- _Extracted information_:
⟨
impl SnapshotService {
    pub async fn load_building(pool: &PgPool, id: Uuid) -> AppResult<Building> {
        let row = sqlx::query_as::<_, BuildingRow>("SELECT id, name, data FROM buildings WHERE id = $1")
            .bind(id)
            .fetch_optional(pool)
            .await?
            .ok_or_else(|| AppError::NotFound("Budova nenalezena".to_string()))?;

        Ok(row.into())
    }

    pub async fn load_variables(pool: &PgPool) -> AppResult<Vec<Variable>> {
        let variables = sqlx::query_as::<_, Variable>(
            "SELECT id, key, description, scope, value FROM variables ORDER BY key",
        )
        .fetch_all(pool)
        .await?;

        Ok(variables)
    }

    /// Aktuální seznam členů budovy.
    pub async fn load_roster(pool: &PgPool, building_id: Uuid) -> AppResult<Vec<Member>> {
        let members = sqlx::query_as::<_, Member>(
            r#"
            SELECT id, building_id, name, email, phone, unit_number, vote_weight,
                   represented_by_member_id, greeting
            FROM members
            WHERE building_id = $1
            ORDER BY unit_number, name
            "#,
        )
        .bind(building_id)
        .fetch_all(pool)
        .await?;

        Ok(members)
    }

    pub async fn load_member(pool: &PgPool, id: Uuid) -> AppResult<Member> {
        sqlx::query_as::<_, Member>(
            r#"
            SELECT id, building_id, name, email, phone, unit_number, vote_weight,
                   represented_by_member_id, greeting
            FROM members
            WHERE id = $1
            "#,
        )
        .bind(id)
        .fetch_optional(pool)
        .await?
        .ok_or_else(|| AppError::NotFound("Člen nenalezen".to_string()))
    }

    pub async fn set_permanent_representative(
        pool: &PgPool,
        member_id: Uuid,
        representative_id: Option<Uuid>,
    ) -> AppResult<()> {
        sqlx::query("UPDATE members SET represented_by_member_id = $2 WHERE id = $1")
            .bind(member_id)
            .bind(representative_id)
            .execute(pool)
            .await?;

        Ok(())
    }

    /// Aktivní hlasování po termínu se při načtení rovnou ukončí.
    async fn settle(pool: &PgPool, row: VoteRow) -> AppResult<Vote> {
        let mut vote = Vote::try_from(row)?;
        if close_if_expired(&mut vote, Utc::now()) {
            Self::save_vote(pool, &vote).await?;
        }
        Ok(vote)
    }

    pub async fn load_vote(pool: &PgPool, id: Uuid) -> AppResult<Vote> {
        let row = sqlx::query_as::<_, VoteRow>("SELECT * FROM votes WHERE id = $1")
            .bind(id)
            .fetch_optional(pool)
            .await?
            .ok_or_else(|| AppError::NotFound("Hlasování nenalezeno".to_string()))?;

        Self::settle(pool, row).await
    }

    pub async fn list_votes(pool: &PgPool, building_id: Uuid) -> AppResult<Vec<Vote>> {
        let rows = sqlx::query_as::<_, VoteRow>(
            "SELECT * FROM votes WHERE building_id = $1 ORDER BY created_at DESC",
        )
        .bind(building_id)
        .fetch_all(pool)
        .await?;

        let mut votes = Vec::with_capacity(rows.len());
        for row in rows {
            votes.push(Self::settle(pool, row).await?);
        }
        Ok(votes)
    }

    pub async fn find_vote_by_token(pool: &PgPool, token: &str) -> AppResult<Vote> {
        let row = sqlx::query_as::<_, VoteRow>(
            r#"
            SELECT * FROM votes
            WHERE EXISTS (
                SELECT 1 FROM jsonb_each_text(member_tokens) t WHERE t.value = $1
            )
            "#,
        )
        .bind(token)
        .fetch_optional(pool)
        .await?
        .ok_or(AppError::Voting(VotingError::UnknownToken))?;

        Self::settle(pool, row).await
    }

    pub async fn insert_vote(pool: &PgPool, vote: &Vote) -> AppResult<()> {
        let days_duration = days_column(vote)?;
        let (status, start_date, end_date, closed_at, cancelled_at) = state_columns(&vote.state);

        sqlx::query(
            r#"
            INSERT INTO votes (
                id, building_id, title, description, days_duration, questions,
                observer_emails, member_tokens, representative_overrides,
                status, start_date, end_date, closed_at, cancelled_at, created_at, updated_at
            )
            VALUES ($1, $2, $3, $4, $5, $6, $7, $8, $9, $10, $11, $12, $13, $14, $15, $16)
            "#,
        )
        .bind(vote.id)
        .bind(vote.building_id)
        .bind(&vote.title)
        .bind(&vote.description)
        .bind(days_duration)
        .bind(Json(&vote.questions))
        .bind(&vote.observer_emails)
        .bind(Json(&vote.member_tokens))
        .bind(Json(&vote.representative_overrides))
        .bind(status)
        .bind(start_date)
        .bind(end_date)
        .bind(closed_at)
        .bind(cancelled_at)
        .bind(vote.created_at)
        .bind(vote.updated_at)
        .execute(pool)
        .await?;

        Ok(())
    }

    pub async fn save_vote(pool: &PgPool, vote: &Vote) -> AppResult<()> {
        let days_duration = days_column(vote)?;
        let (status, start_date, end_date, closed_at, cancelled_at) = state_columns(&vote.state);

        let result = sqlx::query(
            r#"
            UPDATE votes SET
                title = $2, description = $3, days_duration = $4, questions = $5,
                observer_emails = $6, member_tokens = $7, representative_overrides = $8,
                status = $9, start_date = $10, end_date = $11, closed_at = $12,
                cancelled_at = $13, updated_at = $14
            WHERE id = $1
            "#,
        )
        .bind(vote.id)
        .bind(&vote.title)
        .bind(&vote.description)
        .bind(days_duration)
        .bind(Json(&vote.questions))
        .bind(&vote.observer_emails)
        .bind(Json(&vote.member_tokens))
        .bind(Json(&vote.representative_overrides))
        .bind(status)
        .bind(start_date)
        .bind(end_date)
        .bind(closed_at)
        .bind(cancelled_at)
        .bind(vote.updated_at)
        .execute(pool)
        .await?;

        if result.rows_affected() == 0 {
            return Err(AppError::NotFound("Hlasování nenalezeno".to_string()));
        }
        Ok(())
    }

    pub async fn load_ballots(pool: &PgPool, vote_id: Uuid) -> AppResult<Vec<Ballot>> {
        let rows = sqlx::query_as::<_, BallotRow>(
            "SELECT * FROM ballots WHERE vote_id = $1 ORDER BY submitted_at, id",
        )
        .bind(vote_id)
        .fetch_all(pool)
        .await?;

        Ok(rows.into_iter().map(Ballot::from).collect())
    }

    /// Jedinečnost (hlasování, člen) hlídá databáze, souběžné odeslání
    /// stejného lístku skončí chybou `AlreadyVoted`.
    pub async fn insert_ballot(pool: &PgPool, ballot: &Ballot) -> AppResult<()> {
        let result = sqlx::query(
            r#"
            INSERT INTO ballots (id, vote_id, member_id, cast_by, source, choices, submitted_at)
            VALUES ($1, $2, $3, $4, $5, $6, $7)
            "#,
        )
        .bind(ballot.id)
        .bind(ballot.vote_id)
        .bind(ballot.member_id)
        .bind(ballot.cast_by)
        .bind(ballot.source)
        .bind(Json(&ballot.choices))
        .bind(ballot.submitted_at)
        .execute(pool)
        .await;

        match result {
            Ok(_) => Ok(()),
            Err(sqlx::Error::Database(db)) if db.is_unique_violation() => {
                Err(VotingError::AlreadyVoted(ballot.member_id).into())
            }
            Err(e) => Err(e.into()),
        }
    }

    pub async fn load_snapshot(pool: &PgPool, vote_id: Uuid) -> AppResult<VoteSnapshot> {
        let vote = Self::load_vote(pool, vote_id).await?;
        let members = Self::load_roster(pool, vote.building_id).await?;
        let ballots = Self::load_ballots(pool, vote.id).await?;

        Ok(VoteSnapshot {
            vote,
            members,
            ballots,
        })
    }

    pub async fn load_template(pool: &PgPool, id: Uuid) -> AppResult<EmailTemplate> {
        sqlx::query_as::<_, EmailTemplate>(
            "SELECT id, name, subject, body, category FROM email_templates WHERE id = $1",
        )
        .bind(id)
        .fetch_optional(pool)
        .await?
        .ok_or_else(|| AppError::NotFound("Šablona nenalezena".to_string()))
    }
}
⟩
- _What you have to do_:
Where the string "Uuid" occurs in a line of the material above, copy the whole line.

- _Solution to the exercise_:
    pub async fn load_building(pool: &PgPool, id: Uuid) -> AppResult<Building> {
    pub async fn load_roster(pool: &PgPool, building_id: Uuid) -> AppResult<Vec<Member>> {
    pub async fn load_member(pool: &PgPool, id: Uuid) -> AppResult<Member> {
        member_id: Uuid,
        representative_id: Option<Uuid>,
    pub async fn load_vote(pool: &PgPool, id: Uuid) -> AppResult<Vote> {
    pub async fn list_votes(pool: &PgPool, building_id: Uuid) -> AppResult<Vec<Vote>> {
    pub async fn load_ballots(pool: &PgPool, vote_id: Uuid) -> AppResult<Vec<Ballot>> {
    pub async fn load_snapshot(pool: &PgPool, vote_id: Uuid) -> AppResult<VoteSnapshot> {
    pub async fn load_template(pool: &PgPool, id: Uuid) -> AppResult<EmailTemplate> {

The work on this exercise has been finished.